*** RECORDS SUPPLIED ***

#[cfg(test)]
mod tests {
	use super::*;

	// One connection keeps every statement on the same in-memory database.
	async fn create_trail_test_pool() -> SqlitePool {
		let pool = sqlx::sqlite::SqlitePoolOptions::new()
			.max_connections(1)
			.connect(":memory:")
			.await
			.unwrap();
		sqlx::query(
			r#"
			CREATE TABLE IF NOT EXISTS audit_logs (
				id TEXT PRIMARY KEY,
				user_id TEXT,
				action TEXT NOT NULL,
				secret_key TEXT NOT NULL,
				timestamp TEXT NOT NULL,
				metadata TEXT NOT NULL
			)
			"#,
		)
		.execute(&pool)
		.await
		.unwrap();
		pool
	}

	async fn insert_entry_at(
		trail: &SqliteAuditTrail,
		timestamp: DateTime<Utc>,
		user_id: Option<UserId>,
		action: AuditAction,
		secret_key: &str,
	) {
		sqlx::query(
			r#"
			INSERT INTO audit_logs (id, user_id, action, secret_key, timestamp, metadata)
			VALUES (?, ?, ?, ?, ?, '{}')
			"#,
		)
		.bind(Uuid::new_v4().to_string())
		.bind(user_id.map(|u| u.to_string()))
		.bind(action.to_string())
		.bind(secret_key)
		.bind(timestamp.to_rfc3339())
		.execute(&trail.pool)
		.await
		.unwrap();
	}

	#[tokio::test]
	async fn log_and_query_roundtrip() {
		let trail = SqliteAuditTrail::new(create_trail_test_pool().await);
		let user = UserId::generate();

		trail
			.log(
				Some(user),
				AuditAction::Create,
				"api/dev/db",
				serde_json::json!({"version": 1}),
			)
			.await
			.unwrap();

		let entries = trail
			.query(&AuditFilter::default(), None, None)
			.await
			.unwrap();
		assert_eq!(entries.len(), 1);
		assert_eq!(entries[0].action, AuditAction::Create);
		assert_eq!(entries[0].secret_key, "api/dev/db");
		assert_eq!(entries[0].user_id, Some(user));
		assert_eq!(entries[0].metadata["version"], 1);
	}

	#[tokio::test]
	async fn system_entries_have_no_user() {
		let trail = SqliteAuditTrail::new(create_trail_test_pool().await);
		trail
			.log(None, AuditAction::System, "", serde_json::Value::Null)
			.await
			.unwrap();

		let entries = trail
			.query(&AuditFilter::default(), None, None)
			.await
			.unwrap();
		assert_eq!(entries[0].user_id, None);
	}

	#[tokio::test]
	async fn filters_are_conjunctive() {
		let trail = SqliteAuditTrail::new(create_trail_test_pool().await);
		let alice = UserId::generate();
		let bob = UserId::generate();
		let now = Utc::now();

		insert_entry_at(&trail, now, Some(alice), AuditAction::Read, "api/dev/db").await;
		insert_entry_at(&trail, now, Some(alice), AuditAction::Update, "api/dev/db").await;
		insert_entry_at(&trail, now, Some(bob), AuditAction::Read, "api/prod/db").await;

		let filter = AuditFilter {
			action: Some(AuditAction::Read),
			user_id: Some(alice),
			..Default::default()
		};
		let entries = trail.query(&filter, None, None).await.unwrap();
		assert_eq!(entries.len(), 1);
		assert_eq!(entries[0].secret_key, "api/dev/db");
	}

	#[tokio::test]
	async fn substring_filter_matches_contained_keys() {
		let trail = SqliteAuditTrail::new(create_trail_test_pool().await);
		let now = Utc::now();

		insert_entry_at(&trail, now, None, AuditAction::Read, "api/dev/db").await;
		insert_entry_at(&trail, now, None, AuditAction::Read, "web/token").await;

		let filter = AuditFilter {
			secret_key_contains: Some("dev".to_string()),
			..Default::default()
		};
		let entries = trail.query(&filter, None, None).await.unwrap();
		assert_eq!(entries.len(), 1);
		assert_eq!(entries[0].secret_key, "api/dev/db");
	}

	#[tokio::test]
	async fn date_range_is_inclusive_and_ordering_is_newest_first() {
		let trail = SqliteAuditTrail::new(create_trail_test_pool().await);
		let now = Utc::now();

		insert_entry_at(&trail, now - Duration::hours(3), None, AuditAction::Read, "old").await;
		insert_entry_at(&trail, now - Duration::hours(1), None, AuditAction::Read, "mid").await;
		insert_entry_at(&trail, now, None, AuditAction::Read, "new").await;

		let filter = AuditFilter {
			start_date: Some(now - Duration::hours(2)),
			..Default::default()
		};
		let entries = trail.query(&filter, None, None).await.unwrap();
		assert_eq!(entries.len(), 2);
		assert_eq!(entries[0].secret_key, "new");
		assert_eq!(entries[1].secret_key, "mid");

		let filter = AuditFilter {
			end_date: Some(now - Duration::hours(2)),
			..Default::default()
		};
		let entries = trail.query(&filter, None, None).await.unwrap();
		assert_eq!(entries.len(), 1);
		assert_eq!(entries[0].secret_key, "old");
	}

	#[tokio::test]
	async fn pagination() {
		let trail = SqliteAuditTrail::new(create_trail_test_pool().await);
		let now = Utc::now();
		for i in 0..5 {
			insert_entry_at(
				&trail,
				now - Duration::minutes(i),
				None,
				AuditAction::Read,
				&format!("key-{i}"),
			)
			.await;
		}

		let page = trail
			.query(&AuditFilter::default(), Some(2), None)
			.await
			.unwrap();
		assert_eq!(page.len(), 2);
		assert_eq!(page[0].secret_key, "key-0");

		let page = trail
			.query(&AuditFilter::default(), Some(2), Some(4))
			.await
			.unwrap();
		assert_eq!(page.len(), 1);
		assert_eq!(page[0].secret_key, "key-4");
	}

	#[tokio::test]
	async fn statistics_aggregate() {
		let trail = SqliteAuditTrail::new(create_trail_test_pool().await);
		let alice = UserId::generate();
		let bob = UserId::generate();
		let now = Utc::now();

		insert_entry_at(&trail, now, Some(alice), AuditAction::Read, "hot").await;
		insert_entry_at(&trail, now, Some(alice), AuditAction::Read, "hot").await;
		insert_entry_at(&trail, now, Some(bob), AuditAction::Create, "hot").await;
		insert_entry_at(&trail, now, Some(bob), AuditAction::Create, "cold").await;
		insert_entry_at(&trail, now, None, AuditAction::System, "").await;

		let stats = trail.statistics(None, None).await.unwrap();
		assert_eq!(stats.total_logs, 5);
		assert_eq!(stats.actions[&AuditAction::Read], 2);
		assert_eq!(stats.actions[&AuditAction::Create], 2);
		assert_eq!(stats.actions[&AuditAction::System], 1);
		assert_eq!(stats.active_users, 2);
		assert_eq!(stats.top_secrets[0], ("hot".to_string(), 3));
	}

	#[tokio::test]
	async fn statistics_respect_time_range() {
		let trail = SqliteAuditTrail::new(create_trail_test_pool().await);
		let now = Utc::now();

		insert_entry_at(&trail, now - Duration::days(10), None, AuditAction::Read, "old").await;
		insert_entry_at(&trail, now, None, AuditAction::Read, "new").await;

		let stats = trail
			.statistics(Some(now - Duration::days(1)), None)
			.await
			.unwrap();
		assert_eq!(stats.total_logs, 1);
	}

	#[tokio::test]
	async fn purge_removes_old_entries_and_logs_itself_afterwards() {
		let trail = SqliteAuditTrail::new(create_trail_test_pool().await);
		let now = Utc::now();

		insert_entry_at(&trail, now - Duration::days(5), None, AuditAction::Read, "a").await;
		insert_entry_at(&trail, now - Duration::days(4), None, AuditAction::Read, "b").await;
		insert_entry_at(&trail, now, None, AuditAction::Read, "c").await;

		let deleted = trail.purge_older_than(1).await.unwrap();
		assert_eq!(deleted, 2);

		let entries = trail
			.query(&AuditFilter::default(), None, None)
			.await
			.unwrap();
		// Survivor plus the purge's own record.
		assert_eq!(entries.len(), 2);
		assert_eq!(entries[0].action, AuditAction::PurgeLogs);
		assert_eq!(entries[0].user_id, None);
		assert_eq!(entries[0].metadata["deleted_count"], 2);
	}

	#[tokio::test]
	async fn purge_reports_deleted_count_even_when_its_own_record_cannot_be_written() {
		let trail = SqliteAuditTrail::new(create_trail_test_pool().await);
		let now = Utc::now();

		insert_entry_at(&trail, now - Duration::days(5), None, AuditAction::Read, "a").await;
		insert_entry_at(&trail, now - Duration::days(4), None, AuditAction::Read, "b").await;

		// Reject the purge's own append while leaving the deletion intact.
		sqlx::query(
			r#"
			CREATE TRIGGER reject_purge_record BEFORE INSERT ON audit_logs
			WHEN NEW.action = 'purge_logs'
			BEGIN
				SELECT RAISE(ABORT, 'audit trail unavailable');
			END
			"#,
		)
		.execute(&trail.pool)
		.await
		.unwrap();

		let deleted = trail.purge_older_than(1).await.unwrap();
		assert_eq!(deleted, 2);

		let stats = trail.statistics(None, None).await.unwrap();
		assert_eq!(stats.total_logs, 0);
	}

	#[tokio::test]
	async fn purge_with_zero_days_clears_everything() {
		let trail = SqliteAuditTrail::new(create_trail_test_pool().await);
		let now = Utc::now();

		insert_entry_at(&trail, now - Duration::seconds(5), None, AuditAction::Read, "a").await;
		insert_entry_at(&trail, now - Duration::seconds(3), None, AuditAction::List, "b").await;

		let deleted = trail.purge_older_than(0).await.unwrap();
		assert_eq!(deleted, 2);

		let stats = trail.statistics(None, None).await.unwrap();
		// Only the purge's own entry remains.
		assert_eq!(stats.total_logs, 1);
		assert_eq!(stats.actions[&AuditAction::PurgeLogs], 1);
	}
}
// Copyright (c) 2025 Geoffrey Huntley <ghuntley@ghuntley.com>. All rights reserved.
// SPDX-License-Identifier: Proprietary

//! User persistence.

use chrono::{DateTime, Utc};
use sqlx::{sqlite::SqlitePool, Row};
use uuid::Uuid;

use warden_auth::{User, UserId};

use crate::error::{is_unique_violation, DbError, Result};

#[derive(Clone)]
pub struct UserRepository {
	pool: SqlitePool,
}

impl UserRepository {
	pub fn new(pool: SqlitePool) -> Self {
		Self { pool }
	}

	/// Insert a user. Duplicate username or email surfaces as `Conflict`.
	#[tracing::instrument(skip(self, user), fields(username = %user.username))]
	pub async fn insert(&self, user: &User) -> Result<()> {
		let result = sqlx::query(
			r#"
			INSERT INTO users (id, username, email, password_hash, active, created_at, updated_at)
			VALUES (?, ?, ?, ?, ?, ?, ?)
			"#,
		)
		.bind(user.id.to_string())
		.bind(&user.username)
		.bind(&user.email)
		.bind(&user.password_hash)
		.bind(i64::from(user.active))
		.bind(user.created_at.to_rfc3339())
		.bind(user.updated_at.to_rfc3339())
		.execute(&self.pool)
		.await;

		match result {
			Ok(_) => Ok(()),
			Err(e) if is_unique_violation(&e) => Err(DbError::Conflict(format!(
				"username or email already taken: {}",
				user.username
			))),
			Err(e) => Err(e.into()),
		}
	}

	pub async fn get_by_id(&self, id: UserId) -> Result<Option<User>> {
		let row = sqlx::query(
			r#"
			SELECT id, username, email, password_hash, active, created_at, updated_at
			FROM users WHERE id = ?
			"#,
		)
		.bind(id.to_string())
		.fetch_optional(&self.pool)
		.await?;

		row.map(row_to_user).transpose()
	}

	pub async fn get_by_username(&self, username: &str) -> Result<Option<User>> {
		let row = sqlx::query(
			r#"
			SELECT id, username, email, password_hash, active, created_at, updated_at
			FROM users WHERE username = ?
			"#,
		)
		.bind(username)
		.fetch_optional(&self.pool)
		.await?;

		row.map(row_to_user).transpose()
	}

	/// Active users, for sharing-target listings.
	pub async fn list_active(&self) -> Result<Vec<User>> {
		let rows = sqlx::query(
			r#"
			SELECT id, username, email, password_hash, active, created_at, updated_at
			FROM users WHERE active = 1 ORDER BY username
			"#,
		)
		.fetch_all(&self.pool)
		.await?;

		rows.into_iter().map(row_to_user).collect()
	}

	/// Flip the active flag. Returns false when the user does not exist.
	#[tracing::instrument(skip(self))]
	pub async fn set_active(&self, id: UserId, active: bool) -> Result<bool> {
		let result = sqlx::query("UPDATE users SET active = ?, updated_at = ? WHERE id = ?")
			.bind(i64::from(active))
			.bind(Utc::now().to_rfc3339())
			.bind(id.to_string())
			.execute(&self.pool)
			.await?;
		Ok(result.rows_affected() > 0)
	}
}

fn row_to_user(row: sqlx::sqlite::SqliteRow) -> Result<User> {
	let id_str: String = row.get("id");
	let active: i64 = row.get("active");

	Ok(User {
		id: Uuid::parse_str(&id_str)
			.map(UserId::new)
			.map_err(|e| DbError::Internal(format!("bad user id '{id_str}': {e}")))?,
		username: row.get("username"),
		email: row.get("email"),
		password_hash: row.get("password_hash"),
		active: active != 0,
		created_at: parse_ts(row.get("created_at")),
		updated_at: parse_ts(row.get("updated_at")),
	})
}

fn parse_ts(s: String) -> DateTime<Utc> {
	DateTime::parse_from_rfc3339(&s)
		.map(|dt| dt.with_timezone(&Utc))
		.unwrap_or_else(|_| Utc::now())
}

*** End of RECORDS SUPPLIED ***

:: EXERCISE GOAL ::
Scan the records above and count the lines that contain "page". No text besides the count.

:: EXERCISE ANSWER ::
6